Provided data:
use std::fmt;

use phf::{Map, phf_map};

/// A test the robot can make before an `IF` or `WHILE` body runs.
#[derive(Debug, Clone, Copy, PartialEq, Eq, Hash)]
pub enum Condition {
    NextIsEmpty,
    NextIsNotEmpty,
    NextIsEnemy,
    NextIsNotEnemy,
    NextIsFriend,
    NextIsNotFriend,
    NextIsWall,
    NextIsNotWall,
    Random,
    True,
}

const KEYWORD_TO_CONDITION: Map<&'static str, Condition> = phf_map! {
    "next-is-empty" => Condition::NextIsEmpty,
    "next-is-not-empty" => Condition::NextIsNotEmpty,
    "next-is-enemy" => Condition::NextIsEnemy,
    "next-is-not-enemy" => Condition::NextIsNotEnemy,
    "next-is-friend" => Condition::NextIsFriend,
    "next-is-not-friend" => Condition::NextIsNotFriend,
    "next-is-wall" => Condition::NextIsWall,
    "next-is-not-wall" => Condition::NextIsNotWall,
    "random" => Condition::Random,
    "true" => Condition::True,
};

impl Condition {
    /// Resolve a condition keyword. `None` for anything outside the ten
    /// recognised keywords.
    pub fn from_keyword(keyword: &str) -> Option<Condition> {
        KEYWORD_TO_CONDITION.get(keyword).copied()
    }

    /// The source keyword for this condition.
    pub fn keyword(self) -> &'static str {
        match self {
            Condition::NextIsEmpty => "next-is-empty",
            Condition::NextIsNotEmpty => "next-is-not-empty",
            Condition::NextIsEnemy => "next-is-enemy",
            Condition::NextIsNotEnemy => "next-is-not-enemy",
            Condition::NextIsFriend => "next-is-friend",
            Condition::NextIsNotFriend => "next-is-not-friend",
            Condition::NextIsWall => "next-is-wall",
            Condition::NextIsNotWall => "next-is-not-wall",
            Condition::Random => "random",
            Condition::True => "true",
        }
    }
}

impl fmt::Display for Condition {
    fn fmt(&self, f: &mut fmt::Formatter<'_>) -> fmt::Result {
        f.write_str(self.keyword())
    }
}
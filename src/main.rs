use std::fs;
use std::io::{self, Read};

use anyhow::{Context as _, Result};
use clap::Parser;
use crossterm::style::Stylize;
use tracing::info;
use tracing_subscriber::EnvFilter;

use blparse::pretty::{pretty_program, pretty_statement};
use blparse::{ParseError, PrettyConfig, Source, Tokens, parse_block, parse_program, tokenize};

#[derive(Parser, Debug)]
#[command(author, version, about, long_about = None)]
struct Args {
    /// BL source file (reads stdin when omitted)
    #[arg(value_name = "FILE")]
    file: Option<String>,

    /// Parse the input as a sequence of statements instead of a program
    #[arg(short = 's', long)]
    statement: bool,

    /// Print the token stream before parsing
    #[arg(short = 't', long)]
    tokens: bool,

    /// Print the parsed tree instead of pretty-printed source
    #[arg(long)]
    ast: bool,

    /// Spaces per indentation level when pretty printing
    #[arg(long, value_name = "N", default_value_t = 4)]
    indent: usize,

    /// Log parser progress to stderr
    #[arg(short = 'v', long)]
    verbose: bool,
}

fn main() -> Result<()> {
    let args = Args::parse();
    init_logging(args.verbose);

    let source = read_source(args.file.as_deref())?;
    let mut tokens = tokenize(&source);
    if args.tokens {
        for token in tokens.iter() {
            let (line, col) = source.line_col(token.start);
            println!("{line}:{col}\t{token}");
        }
    }

    let config = PrettyConfig { indent: args.indent };
    let output = if args.statement {
        parse_statements(&mut tokens).map(|stmt| {
            if args.ast {
                format!("{stmt:#?}\n")
            } else {
                pretty_statement(&stmt, 0, &config)
            }
        })
    } else {
        parse_program(&mut tokens).map(|program| {
            info!(program = program.name(), "parse succeeded");
            if args.ast {
                format!("{program:#?}\n")
            } else {
                pretty_program(&program, &config)
            }
        })
    };

    match output {
        Ok(text) => {
            print!("{text}");
            Ok(())
        }
        Err(err) => {
            report(&source, &err);
            std::process::exit(1);
        }
    }
}

/// Parse a block that must use up all of `tokens`.
fn parse_statements(tokens: &mut Tokens) -> Result<blparse::Statement, ParseError> {
    let block = parse_block(tokens)?;
    match tokens.front() {
        Some(t) if !t.is_end_of_input() => Err(ParseError::TrailingInput { found: t.clone() }),
        _ => Ok(block),
    }
}

fn read_source(path: Option<&str>) -> Result<Source> {
    match path {
        Some(path) => {
            let text = fs::read_to_string(path)
                .with_context(|| format!("Failed to read {path}"))?;
            Ok(Source::new(path, &text))
        }
        None => {
            let mut text = String::new();
            io::stdin()
                .read_to_string(&mut text)
                .context("Failed to read stdin")?;
            Ok(Source::new("<stdin>", &text))
        }
    }
}

fn report(source: &Source, err: &ParseError) {
    let (line, col) = source.line_col(err.token().start);
    eprintln!(
        "{} {}:{line}:{col}: {err}",
        "error:".red().bold(),
        source.origin()
    );
}

fn init_logging(verbose: bool) {
    let filter = if verbose {
        EnvFilter::new("blparse=debug")
    } else {
        EnvFilter::try_from_default_env().unwrap_or_else(|_| EnvFilter::new("blparse=warn"))
    };
    tracing_subscriber::fmt()
        .with_env_filter(filter)
        .with_writer(io::stderr)
        .init();
}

Assignment:
The reply should hold only the lines of the listing above starting at the line containing "#[arg(short = 's', long)]" and ending at the line containing "let source = read_source(args.file.as_deref())?;", exactly as written.

Solution for this task:
    #[arg(short = 's', long)]
    statement: bool,

    /// Print the token stream before parsing
    #[arg(short = 't', long)]
    tokens: bool,

    /// Print the parsed tree instead of pretty-printed source
    #[arg(long)]
    ast: bool,

    /// Spaces per indentation level when pretty printing
    #[arg(long, value_name = "N", default_value_t = 4)]
    indent: usize,

    /// Log parser progress to stderr
    #[arg(short = 'v', long)]
    verbose: bool,
}

fn main() -> Result<()> {
    let args = Args::parse();
    init_logging(args.verbose);

    let source = read_source(args.file.as_deref())?;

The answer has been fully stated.